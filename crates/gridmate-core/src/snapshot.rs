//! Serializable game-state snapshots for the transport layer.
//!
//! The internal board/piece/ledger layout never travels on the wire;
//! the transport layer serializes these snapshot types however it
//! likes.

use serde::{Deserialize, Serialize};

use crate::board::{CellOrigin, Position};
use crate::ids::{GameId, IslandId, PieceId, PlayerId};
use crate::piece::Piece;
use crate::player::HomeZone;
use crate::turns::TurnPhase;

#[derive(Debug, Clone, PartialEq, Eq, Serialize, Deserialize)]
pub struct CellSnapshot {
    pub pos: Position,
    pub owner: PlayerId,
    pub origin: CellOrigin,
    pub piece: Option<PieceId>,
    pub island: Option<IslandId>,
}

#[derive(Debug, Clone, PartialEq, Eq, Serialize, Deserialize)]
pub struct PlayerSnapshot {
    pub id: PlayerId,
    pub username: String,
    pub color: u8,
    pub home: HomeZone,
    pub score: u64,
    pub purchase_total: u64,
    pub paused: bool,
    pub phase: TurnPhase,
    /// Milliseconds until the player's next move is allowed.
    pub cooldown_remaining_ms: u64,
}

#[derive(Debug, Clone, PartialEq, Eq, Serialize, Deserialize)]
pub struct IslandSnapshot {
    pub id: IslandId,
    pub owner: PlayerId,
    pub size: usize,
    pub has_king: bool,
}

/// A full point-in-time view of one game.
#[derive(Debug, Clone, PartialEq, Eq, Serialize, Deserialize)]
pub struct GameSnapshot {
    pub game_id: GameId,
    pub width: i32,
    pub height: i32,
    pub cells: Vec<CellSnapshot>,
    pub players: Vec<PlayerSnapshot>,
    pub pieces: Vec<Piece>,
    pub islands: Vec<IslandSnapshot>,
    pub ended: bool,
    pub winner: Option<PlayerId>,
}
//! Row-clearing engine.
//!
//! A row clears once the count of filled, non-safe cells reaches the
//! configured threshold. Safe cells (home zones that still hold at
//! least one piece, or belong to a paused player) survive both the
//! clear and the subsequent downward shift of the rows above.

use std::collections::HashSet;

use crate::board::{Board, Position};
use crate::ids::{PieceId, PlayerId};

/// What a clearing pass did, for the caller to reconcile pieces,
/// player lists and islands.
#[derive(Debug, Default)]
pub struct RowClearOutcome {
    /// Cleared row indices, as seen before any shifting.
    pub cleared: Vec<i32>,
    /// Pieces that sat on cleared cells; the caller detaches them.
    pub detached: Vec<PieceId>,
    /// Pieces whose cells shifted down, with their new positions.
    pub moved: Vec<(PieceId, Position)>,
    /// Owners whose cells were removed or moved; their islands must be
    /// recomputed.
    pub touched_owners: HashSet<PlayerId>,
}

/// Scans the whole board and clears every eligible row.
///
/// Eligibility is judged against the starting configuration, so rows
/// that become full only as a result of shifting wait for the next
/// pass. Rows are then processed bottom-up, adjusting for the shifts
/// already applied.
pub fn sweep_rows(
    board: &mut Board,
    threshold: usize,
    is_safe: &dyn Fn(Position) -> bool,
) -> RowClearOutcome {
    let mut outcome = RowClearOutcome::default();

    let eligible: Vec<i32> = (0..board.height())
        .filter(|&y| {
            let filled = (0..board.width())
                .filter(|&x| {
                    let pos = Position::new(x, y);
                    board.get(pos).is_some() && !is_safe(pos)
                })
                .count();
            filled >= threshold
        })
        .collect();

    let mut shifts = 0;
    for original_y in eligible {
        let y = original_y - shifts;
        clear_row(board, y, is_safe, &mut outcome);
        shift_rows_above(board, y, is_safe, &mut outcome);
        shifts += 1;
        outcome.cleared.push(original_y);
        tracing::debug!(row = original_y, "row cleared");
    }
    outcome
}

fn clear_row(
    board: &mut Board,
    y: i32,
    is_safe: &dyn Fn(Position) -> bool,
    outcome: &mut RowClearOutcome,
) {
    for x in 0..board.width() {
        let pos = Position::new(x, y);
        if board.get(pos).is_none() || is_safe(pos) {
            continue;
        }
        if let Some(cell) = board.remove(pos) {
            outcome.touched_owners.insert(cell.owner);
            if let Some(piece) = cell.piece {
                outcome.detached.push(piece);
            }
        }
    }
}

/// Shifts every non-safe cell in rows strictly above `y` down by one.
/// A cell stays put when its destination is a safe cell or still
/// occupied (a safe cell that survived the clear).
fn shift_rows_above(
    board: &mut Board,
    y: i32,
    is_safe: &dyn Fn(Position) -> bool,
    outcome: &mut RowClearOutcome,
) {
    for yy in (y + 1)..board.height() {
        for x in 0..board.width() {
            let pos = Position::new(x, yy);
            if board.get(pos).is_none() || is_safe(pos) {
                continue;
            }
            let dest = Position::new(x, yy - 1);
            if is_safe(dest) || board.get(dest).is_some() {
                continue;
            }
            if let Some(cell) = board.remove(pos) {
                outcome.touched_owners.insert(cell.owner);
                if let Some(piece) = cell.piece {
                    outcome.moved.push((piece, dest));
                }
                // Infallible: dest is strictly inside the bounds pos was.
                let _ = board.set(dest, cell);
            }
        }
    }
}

◆ ◆ ◆ ◆

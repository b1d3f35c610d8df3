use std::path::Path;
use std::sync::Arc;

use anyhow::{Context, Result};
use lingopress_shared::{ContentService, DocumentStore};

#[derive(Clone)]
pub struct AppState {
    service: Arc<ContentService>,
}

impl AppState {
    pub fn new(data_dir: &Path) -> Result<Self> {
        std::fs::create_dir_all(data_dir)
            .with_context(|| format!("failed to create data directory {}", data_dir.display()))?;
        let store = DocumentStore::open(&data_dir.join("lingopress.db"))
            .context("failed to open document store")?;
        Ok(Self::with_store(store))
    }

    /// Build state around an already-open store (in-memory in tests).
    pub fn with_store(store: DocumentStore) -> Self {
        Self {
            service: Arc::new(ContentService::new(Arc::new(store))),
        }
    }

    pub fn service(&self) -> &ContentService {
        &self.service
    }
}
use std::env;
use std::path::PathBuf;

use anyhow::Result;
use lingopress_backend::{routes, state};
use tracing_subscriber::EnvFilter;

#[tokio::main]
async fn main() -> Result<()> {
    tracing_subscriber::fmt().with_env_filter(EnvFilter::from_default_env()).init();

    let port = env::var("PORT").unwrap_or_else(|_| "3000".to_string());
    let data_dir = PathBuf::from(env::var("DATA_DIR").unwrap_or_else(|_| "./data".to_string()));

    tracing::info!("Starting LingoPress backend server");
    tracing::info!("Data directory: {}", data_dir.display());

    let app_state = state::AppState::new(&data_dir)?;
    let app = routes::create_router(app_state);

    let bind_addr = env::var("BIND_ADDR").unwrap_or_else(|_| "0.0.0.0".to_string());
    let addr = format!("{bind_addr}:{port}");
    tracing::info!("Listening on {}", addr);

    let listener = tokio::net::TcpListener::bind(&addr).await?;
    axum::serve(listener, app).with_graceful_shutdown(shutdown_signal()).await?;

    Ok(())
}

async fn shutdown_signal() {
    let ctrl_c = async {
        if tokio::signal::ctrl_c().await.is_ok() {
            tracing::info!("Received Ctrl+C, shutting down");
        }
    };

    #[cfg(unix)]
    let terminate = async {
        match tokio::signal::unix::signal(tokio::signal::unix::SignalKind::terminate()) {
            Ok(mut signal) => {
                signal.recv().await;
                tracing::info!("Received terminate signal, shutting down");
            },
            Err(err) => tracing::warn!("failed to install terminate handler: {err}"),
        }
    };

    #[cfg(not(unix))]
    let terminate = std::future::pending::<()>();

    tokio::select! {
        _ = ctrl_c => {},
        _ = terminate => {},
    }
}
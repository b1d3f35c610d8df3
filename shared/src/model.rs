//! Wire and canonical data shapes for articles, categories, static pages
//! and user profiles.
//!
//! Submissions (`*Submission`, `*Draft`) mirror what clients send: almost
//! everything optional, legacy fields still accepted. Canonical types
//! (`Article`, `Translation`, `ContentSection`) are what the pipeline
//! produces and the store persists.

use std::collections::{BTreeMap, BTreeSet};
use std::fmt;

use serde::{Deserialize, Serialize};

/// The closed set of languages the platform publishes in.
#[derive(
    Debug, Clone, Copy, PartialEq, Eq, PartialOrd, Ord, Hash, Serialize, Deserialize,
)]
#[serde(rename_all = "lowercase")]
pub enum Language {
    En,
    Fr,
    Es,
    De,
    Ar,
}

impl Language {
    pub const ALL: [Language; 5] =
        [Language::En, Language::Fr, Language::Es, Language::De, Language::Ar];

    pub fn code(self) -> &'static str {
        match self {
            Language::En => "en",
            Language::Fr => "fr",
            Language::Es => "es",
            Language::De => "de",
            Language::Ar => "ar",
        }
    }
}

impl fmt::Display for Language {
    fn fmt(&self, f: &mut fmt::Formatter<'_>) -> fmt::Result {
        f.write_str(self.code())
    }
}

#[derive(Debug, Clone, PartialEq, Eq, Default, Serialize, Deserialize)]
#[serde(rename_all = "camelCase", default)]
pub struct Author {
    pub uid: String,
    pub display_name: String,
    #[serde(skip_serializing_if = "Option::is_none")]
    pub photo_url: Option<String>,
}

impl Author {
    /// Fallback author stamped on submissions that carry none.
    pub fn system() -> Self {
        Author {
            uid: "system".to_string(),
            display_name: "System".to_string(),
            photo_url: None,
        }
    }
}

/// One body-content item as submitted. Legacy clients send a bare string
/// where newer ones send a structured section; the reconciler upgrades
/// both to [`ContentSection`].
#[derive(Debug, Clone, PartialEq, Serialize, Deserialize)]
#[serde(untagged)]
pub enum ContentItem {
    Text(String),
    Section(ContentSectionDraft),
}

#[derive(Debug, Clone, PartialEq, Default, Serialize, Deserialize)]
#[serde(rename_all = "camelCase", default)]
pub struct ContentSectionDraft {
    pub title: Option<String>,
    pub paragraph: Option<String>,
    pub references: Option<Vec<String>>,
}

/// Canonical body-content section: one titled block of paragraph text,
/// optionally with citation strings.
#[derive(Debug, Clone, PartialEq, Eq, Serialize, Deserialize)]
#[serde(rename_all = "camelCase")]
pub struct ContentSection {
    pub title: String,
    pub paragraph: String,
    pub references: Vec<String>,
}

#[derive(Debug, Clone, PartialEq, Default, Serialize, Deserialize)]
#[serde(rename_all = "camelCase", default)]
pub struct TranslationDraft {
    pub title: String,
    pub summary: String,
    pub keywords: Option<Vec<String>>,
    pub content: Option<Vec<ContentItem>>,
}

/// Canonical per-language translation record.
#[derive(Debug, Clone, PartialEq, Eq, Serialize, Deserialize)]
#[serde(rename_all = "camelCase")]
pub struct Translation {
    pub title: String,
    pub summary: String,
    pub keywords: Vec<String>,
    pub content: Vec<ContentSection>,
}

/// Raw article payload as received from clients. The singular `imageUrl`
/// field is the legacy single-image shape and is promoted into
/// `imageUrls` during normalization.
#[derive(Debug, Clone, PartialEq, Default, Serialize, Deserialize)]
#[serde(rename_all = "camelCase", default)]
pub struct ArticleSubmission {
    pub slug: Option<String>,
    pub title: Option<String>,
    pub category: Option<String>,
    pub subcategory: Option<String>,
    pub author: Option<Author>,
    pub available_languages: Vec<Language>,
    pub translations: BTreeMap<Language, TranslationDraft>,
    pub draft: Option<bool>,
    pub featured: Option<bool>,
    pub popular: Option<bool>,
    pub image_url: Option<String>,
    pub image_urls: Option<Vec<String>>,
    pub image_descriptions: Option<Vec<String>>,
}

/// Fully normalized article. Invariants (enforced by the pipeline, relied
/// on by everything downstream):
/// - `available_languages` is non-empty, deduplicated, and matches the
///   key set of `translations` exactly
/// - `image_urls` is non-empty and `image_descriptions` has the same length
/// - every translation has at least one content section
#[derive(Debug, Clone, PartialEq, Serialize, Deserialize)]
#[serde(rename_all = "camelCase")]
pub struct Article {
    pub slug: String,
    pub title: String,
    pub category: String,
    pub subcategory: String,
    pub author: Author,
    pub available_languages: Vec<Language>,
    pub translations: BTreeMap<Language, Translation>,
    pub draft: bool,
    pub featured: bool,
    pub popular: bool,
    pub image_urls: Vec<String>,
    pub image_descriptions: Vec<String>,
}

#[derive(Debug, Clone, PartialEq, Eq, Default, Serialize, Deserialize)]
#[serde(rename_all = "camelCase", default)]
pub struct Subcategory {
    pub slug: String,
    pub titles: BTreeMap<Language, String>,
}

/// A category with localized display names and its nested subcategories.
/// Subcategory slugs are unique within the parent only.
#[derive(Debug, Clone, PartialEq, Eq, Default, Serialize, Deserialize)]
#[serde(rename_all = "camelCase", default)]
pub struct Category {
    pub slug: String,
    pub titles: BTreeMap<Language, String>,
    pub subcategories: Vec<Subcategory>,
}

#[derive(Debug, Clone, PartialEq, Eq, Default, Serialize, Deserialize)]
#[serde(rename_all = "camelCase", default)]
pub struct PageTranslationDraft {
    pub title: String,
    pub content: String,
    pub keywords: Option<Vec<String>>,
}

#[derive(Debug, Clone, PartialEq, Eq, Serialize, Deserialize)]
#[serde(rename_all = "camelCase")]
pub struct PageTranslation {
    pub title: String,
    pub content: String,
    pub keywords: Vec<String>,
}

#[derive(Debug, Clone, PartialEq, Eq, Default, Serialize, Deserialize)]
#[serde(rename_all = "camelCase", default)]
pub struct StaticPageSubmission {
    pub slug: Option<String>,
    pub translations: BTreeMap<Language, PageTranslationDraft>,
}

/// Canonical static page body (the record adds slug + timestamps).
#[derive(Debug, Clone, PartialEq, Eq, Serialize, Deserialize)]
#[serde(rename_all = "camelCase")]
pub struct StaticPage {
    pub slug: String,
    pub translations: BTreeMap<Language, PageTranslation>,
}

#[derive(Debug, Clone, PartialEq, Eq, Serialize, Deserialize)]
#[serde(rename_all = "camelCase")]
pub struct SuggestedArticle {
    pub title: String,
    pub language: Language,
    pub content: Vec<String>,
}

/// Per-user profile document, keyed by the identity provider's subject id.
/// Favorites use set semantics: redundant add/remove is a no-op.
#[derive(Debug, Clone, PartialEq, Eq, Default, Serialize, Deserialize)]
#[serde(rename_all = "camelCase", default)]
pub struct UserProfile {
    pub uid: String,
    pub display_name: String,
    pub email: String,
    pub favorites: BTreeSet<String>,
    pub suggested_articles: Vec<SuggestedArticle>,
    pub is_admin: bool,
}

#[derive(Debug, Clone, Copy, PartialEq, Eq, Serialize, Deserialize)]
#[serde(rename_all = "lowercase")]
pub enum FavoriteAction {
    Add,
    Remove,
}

◆ ◆ ◆ ◆

What you have to do - Which lines of the data above contain the string "empty"? Copy each of them.

Reply -
/// - `available_languages` is non-empty, deduplicated, and matches the
/// - `image_urls` is non-empty and `image_descriptions` has the same length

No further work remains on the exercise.